EXTRACTED RECORDS>
------------------------------------

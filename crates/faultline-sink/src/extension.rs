//! Extension callbacks notified with every finished record.

use std::collections::VecDeque;
use std::sync::Arc;

use parking_lot::{Mutex, RwLock};

use faultline_core::{CategorizedRecord, EventKind, catch_panic};

/// A destination notified with each completed record.
pub trait Extension: Send + Sync {
    /// Name used when reporting failures.
    fn name(&self) -> &str {
        std::any::type_name::<Self>()
    }

    /// Called with each completed record.
    fn on_record(&self, record: &CategorizedRecord) -> anyhow::Result<()>;
}

/// Adapts a closure into an [`Extension`].
pub struct FnExtension<F> {
    name: String,
    callback: F,
}

impl<F> FnExtension<F>
where
    F: Fn(&CategorizedRecord) -> anyhow::Result<()> + Send + Sync,
{
    /// Create a named closure extension.
    pub fn new(name: impl Into<String>, callback: F) -> Self {
        Self {
            name: name.into(),
            callback,
        }
    }
}

impl<F> Extension for FnExtension<F>
where
    F: Fn(&CategorizedRecord) -> anyhow::Result<()> + Send + Sync,
{
    fn name(&self) -> &str {
        &self.name
    }

    fn on_record(&self, record: &CategorizedRecord) -> anyhow::Result<()> {
        (self.callback)(record)
    }
}

/// Forwards records to `tracing`.
pub struct LoggingExtension {
    /// Include the rendered JSON form in the event.
    pub include_json: bool,
}

impl LoggingExtension {
    /// Create a new logging extension.
    pub fn new() -> Self {
        Self {
            include_json: false,
        }
    }

    /// Include the JSON form of each record.
    pub fn with_json(mut self, enabled: bool) -> Self {
        self.include_json = enabled;
        self
    }
}

impl Default for LoggingExtension {
    fn default() -> Self {
        Self::new()
    }
}

impl Extension for LoggingExtension {
    fn name(&self) -> &str {
        "logging"
    }

    fn on_record(&self, record: &CategorizedRecord) -> anyhow::Result<()> {
        let json = if self.include_json {
            record.to_json(false)?
        } else {
            String::new()
        };
        let id = record.id();
        let signature = record.signature().unwrap_or("");
        match record.kind() {
            EventKind::Fatal | EventKind::Error | EventKind::Exception => {
                tracing::error!(
                    event = "record_captured",
                    kind = %record.kind(),
                    id = %id,
                    signature = signature,
                    json = json.as_str(),
                    "{}",
                    record.message()
                );
            }
            EventKind::Warning | EventKind::PerfIssue | EventKind::InvalidCodePath => {
                tracing::warn!(
                    event = "record_captured",
                    kind = %record.kind(),
                    id = %id,
                    signature = signature,
                    json = json.as_str(),
                    "{}",
                    record.message()
                );
            }
            EventKind::Info => {
                tracing::info!(
                    event = "record_captured",
                    kind = %record.kind(),
                    id = %id,
                    signature = signature,
                    json = json.as_str(),
                    "{}",
                    record.message()
                );
            }
        }
        Ok(())
    }
}

/// Keeps the most recent records in memory, oldest evicted first.
///
/// Useful for tests and for in-process dashboards that group recent
/// failures by signature.
pub struct CollectingExtension {
    recent: Mutex<VecDeque<CategorizedRecord>>,
    capacity: usize,
}

impl CollectingExtension {
    /// Keep at most `capacity` records.
    pub fn new(capacity: usize) -> Self {
        Self {
            recent: Mutex::new(VecDeque::with_capacity(capacity.min(1024))),
            capacity,
        }
    }

    /// Records currently held, oldest first.
    pub fn records(&self) -> Vec<CategorizedRecord> {
        self.recent.lock().iter().cloned().collect()
    }

    /// The most recently delivered record.
    pub fn latest(&self) -> Option<CategorizedRecord> {
        self.recent.lock().back().cloned()
    }

    /// Records whose signature equals `signature`.
    pub fn with_signature(&self, signature: &str) -> Vec<CategorizedRecord> {
        self.recent
            .lock()
            .iter()
            .filter(|r| r.signature() == Some(signature))
            .cloned()
            .collect()
    }

    /// Remove and return every held record.
    pub fn take(&self) -> Vec<CategorizedRecord> {
        self.recent.lock().drain(..).collect()
    }

    pub fn len(&self) -> usize {
        self.recent.lock().len()
    }

    pub fn is_empty(&self) -> bool {
        self.recent.lock().is_empty()
    }
}

impl Extension for CollectingExtension {
    fn name(&self) -> &str {
        "collecting"
    }

    fn on_record(&self, record: &CategorizedRecord) -> anyhow::Result<()> {
        if self.capacity == 0 {
            return Ok(());
        }
        let mut recent = self.recent.lock();
        if recent.len() == self.capacity {
            recent.pop_front();
        }
        recent.push_back(record.clone());
        Ok(())
    }
}

/// An extension that failed or panicked while handling a record.
#[derive(Debug)]
pub struct ExtensionFailure {
    /// The failing extension's name.
    pub extension: String,
    /// What went wrong.
    pub error: anyhow::Error,
}

/// Extensions notified with every finished record, in registration order.
///
/// Delivery works on a snapshot of the list, so an extension may register
/// further extensions without deadlocking; those see the next record.
pub struct ExtensionRegistry {
    extensions: RwLock<Arc<[Arc<dyn Extension>]>>,
}

impl ExtensionRegistry {
    pub fn new() -> Self {
        Self {
            extensions: RwLock::new(Arc::from(Vec::new())),
        }
    }

    /// Append an extension after those already registered.
    pub fn register(&self, extension: Arc<dyn Extension>) {
        let mut extensions = self.extensions.write();
        let mut next = extensions.to_vec();
        next.push(extension);
        *extensions = next.into();
    }

    /// Names of registered extensions, in delivery order.
    pub fn names(&self) -> Vec<String> {
        self.snapshot().iter().map(|e| e.name().to_string()).collect()
    }

    pub fn len(&self) -> usize {
        self.extensions.read().len()
    }

    pub fn is_empty(&self) -> bool {
        self.extensions.read().is_empty()
    }

    fn snapshot(&self) -> Arc<[Arc<dyn Extension>]> {
        Arc::clone(&self.extensions.read())
    }

    /// Notify every extension with `record`.
    ///
    /// Each extension runs even when an earlier one failed or panicked. The
    /// failures come back in delivery order.
    pub fn deliver(&self, record: &CategorizedRecord) -> Vec<ExtensionFailure> {
        let mut failures = Vec::new();
        for extension in self.snapshot().iter() {
            tracing::trace!(extension = extension.name(), id = %record.id(), "Delivering record");
            let error = match catch_panic(|| extension.on_record(record)) {
                Ok(Ok(())) => continue,
                Ok(Err(error)) => error,
                Err(message) => anyhow::anyhow!("extension panicked: {}", message),
            };
            failures.push(ExtensionFailure {
                extension: extension.name().to_string(),
                error,
            });
        }
        failures
    }
}

impl Default for ExtensionRegistry {
    fn default() -> Self {
        Self::new()
    }
}

impl std::fmt::Debug for ExtensionRegistry {
    fn fmt(&self, f: &mut std::fmt::Formatter<'_>) -> std::fmt::Result {
        f.debug_list().entries(self.names()).finish()
    }
}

------------------------------------

EXERCISE BRIEF> So that nothing is lost, return the listing exactly and completely.

ANSWER TO THIS PROBLEM>
filename crates/faultline-sink/src/extension.rs
//! Extension callbacks notified with every finished record.

use std::collections::VecDeque;
use std::sync::Arc;

use parking_lot::{Mutex, RwLock};

use faultline_core::{CategorizedRecord, EventKind, catch_panic};

/// A destination notified with each completed record.
pub trait Extension: Send + Sync {
    /// Name used when reporting failures.
    fn name(&self) -> &str {
        std::any::type_name::<Self>()
    }

    /// Called with each completed record.
    fn on_record(&self, record: &CategorizedRecord) -> anyhow::Result<()>;
}

/// Adapts a closure into an [`Extension`].
pub struct FnExtension<F> {
    name: String,
    callback: F,
}

impl<F> FnExtension<F>
where
    F: Fn(&CategorizedRecord) -> anyhow::Result<()> + Send + Sync,
{
    /// Create a named closure extension.
    pub fn new(name: impl Into<String>, callback: F) -> Self {
        Self {
            name: name.into(),
            callback,
        }
    }
}

impl<F> Extension for FnExtension<F>
where
    F: Fn(&CategorizedRecord) -> anyhow::Result<()> + Send + Sync,
{
    fn name(&self) -> &str {
        &self.name
    }

    fn on_record(&self, record: &CategorizedRecord) -> anyhow::Result<()> {
        (self.callback)(record)
    }
}

/// Forwards records to `tracing`.
pub struct LoggingExtension {
    /// Include the rendered JSON form in the event.
    pub include_json: bool,
}

impl LoggingExtension {
    /// Create a new logging extension.
    pub fn new() -> Self {
        Self {
            include_json: false,
        }
    }

    /// Include the JSON form of each record.
    pub fn with_json(mut self, enabled: bool) -> Self {
        self.include_json = enabled;
        self
    }
}

impl Default for LoggingExtension {
    fn default() -> Self {
        Self::new()
    }
}

impl Extension for LoggingExtension {
    fn name(&self) -> &str {
        "logging"
    }

    fn on_record(&self, record: &CategorizedRecord) -> anyhow::Result<()> {
        let json = if self.include_json {
            record.to_json(false)?
        } else {
            String::new()
        };
        let id = record.id();
        let signature = record.signature().unwrap_or("");
        match record.kind() {
            EventKind::Fatal | EventKind::Error | EventKind::Exception => {
                tracing::error!(
                    event = "record_captured",
                    kind = %record.kind(),
                    id = %id,
                    signature = signature,
                    json = json.as_str(),
                    "{}",
                    record.message()
                );
            }
            EventKind::Warning | EventKind::PerfIssue | EventKind::InvalidCodePath => {
                tracing::warn!(
                    event = "record_captured",
                    kind = %record.kind(),
                    id = %id,
                    signature = signature,
                    json = json.as_str(),
                    "{}",
                    record.message()
                );
            }
            EventKind::Info => {
                tracing::info!(
                    event = "record_captured",
                    kind = %record.kind(),
                    id = %id,
                    signature = signature,
                    json = json.as_str(),
                    "{}",
                    record.message()
                );
            }
        }
        Ok(())
    }
}

/// Keeps the most recent records in memory, oldest evicted first.
///
/// Useful for tests and for in-process dashboards that group recent
/// failures by signature.
pub struct CollectingExtension {
    recent: Mutex<VecDeque<CategorizedRecord>>,
    capacity: usize,
}

impl CollectingExtension {
    /// Keep at most `capacity` records.
    pub fn new(capacity: usize) -> Self {
        Self {
            recent: Mutex::new(VecDeque::with_capacity(capacity.min(1024))),
            capacity,
        }
    }

    /// Records currently held, oldest first.
    pub fn records(&self) -> Vec<CategorizedRecord> {
        self.recent.lock().iter().cloned().collect()
    }

    /// The most recently delivered record.
    pub fn latest(&self) -> Option<CategorizedRecord> {
        self.recent.lock().back().cloned()
    }

    /// Records whose signature equals `signature`.
    pub fn with_signature(&self, signature: &str) -> Vec<CategorizedRecord> {
        self.recent
            .lock()
            .iter()
            .filter(|r| r.signature() == Some(signature))
            .cloned()
            .collect()
    }

    /// Remove and return every held record.
    pub fn take(&self) -> Vec<CategorizedRecord> {
        self.recent.lock().drain(..).collect()
    }

    pub fn len(&self) -> usize {
        self.recent.lock().len()
    }

    pub fn is_empty(&self) -> bool {
        self.recent.lock().is_empty()
    }
}

impl Extension for CollectingExtension {
    fn name(&self) -> &str {
        "collecting"
    }

    fn on_record(&self, record: &CategorizedRecord) -> anyhow::Result<()> {
        if self.capacity == 0 {
            return Ok(());
        }
        let mut recent = self.recent.lock();
        if recent.len() == self.capacity {
            recent.pop_front();
        }
        recent.push_back(record.clone());
        Ok(())
    }
}

/// An extension that failed or panicked while handling a record.
#[derive(Debug)]
pub struct ExtensionFailure {
    /// The failing extension's name.
    pub extension: String,
    /// What went wrong.
    pub error: anyhow::Error,
}

/// Extensions notified with every finished record, in registration order.
///
/// Delivery works on a snapshot of the list, so an extension may register
/// further extensions without deadlocking; those see the next record.
pub struct ExtensionRegistry {
    extensions: RwLock<Arc<[Arc<dyn Extension>]>>,
}

impl ExtensionRegistry {
    pub fn new() -> Self {
        Self {
            extensions: RwLock::new(Arc::from(Vec::new())),
        }
    }

    /// Append an extension after those already registered.
    pub fn register(&self, extension: Arc<dyn Extension>) {
        let mut extensions = self.extensions.write();
        let mut next = extensions.to_vec();
        next.push(extension);
        *extensions = next.into();
    }

    /// Names of registered extensions, in delivery order.
    pub fn names(&self) -> Vec<String> {
        self.snapshot().iter().map(|e| e.name().to_string()).collect()
    }

    pub fn len(&self) -> usize {
        self.extensions.read().len()
    }

    pub fn is_empty(&self) -> bool {
        self.extensions.read().is_empty()
    }

    fn snapshot(&self) -> Arc<[Arc<dyn Extension>]> {
        Arc::clone(&self.extensions.read())
    }

    /// Notify every extension with `record`.
    ///
    /// Each extension runs even when an earlier one failed or panicked. The
    /// failures come back in delivery order.
    pub fn deliver(&self, record: &CategorizedRecord) -> Vec<ExtensionFailure> {
        let mut failures = Vec::new();
        for extension in self.snapshot().iter() {
            tracing::trace!(extension = extension.name(), id = %record.id(), "Delivering record");
            let error = match catch_panic(|| extension.on_record(record)) {
                Ok(Ok(())) => continue,
                Ok(Err(error)) => error,
                Err(message) => anyhow::anyhow!("extension panicked: {}", message),
            };
            failures.push(ExtensionFailure {
                extension: extension.name().to_string(),
                error,
            });
        }
        failures
    }
}

impl Default for ExtensionRegistry {
    fn default() -> Self {
        Self::new()
    }
}

impl std::fmt::Debug for ExtensionRegistry {
    fn fmt(&self, f: &mut std::fmt::Formatter<'_>) -> std::fmt::Result {
        f.debug_list().entries(self.names()).finish()
    }
}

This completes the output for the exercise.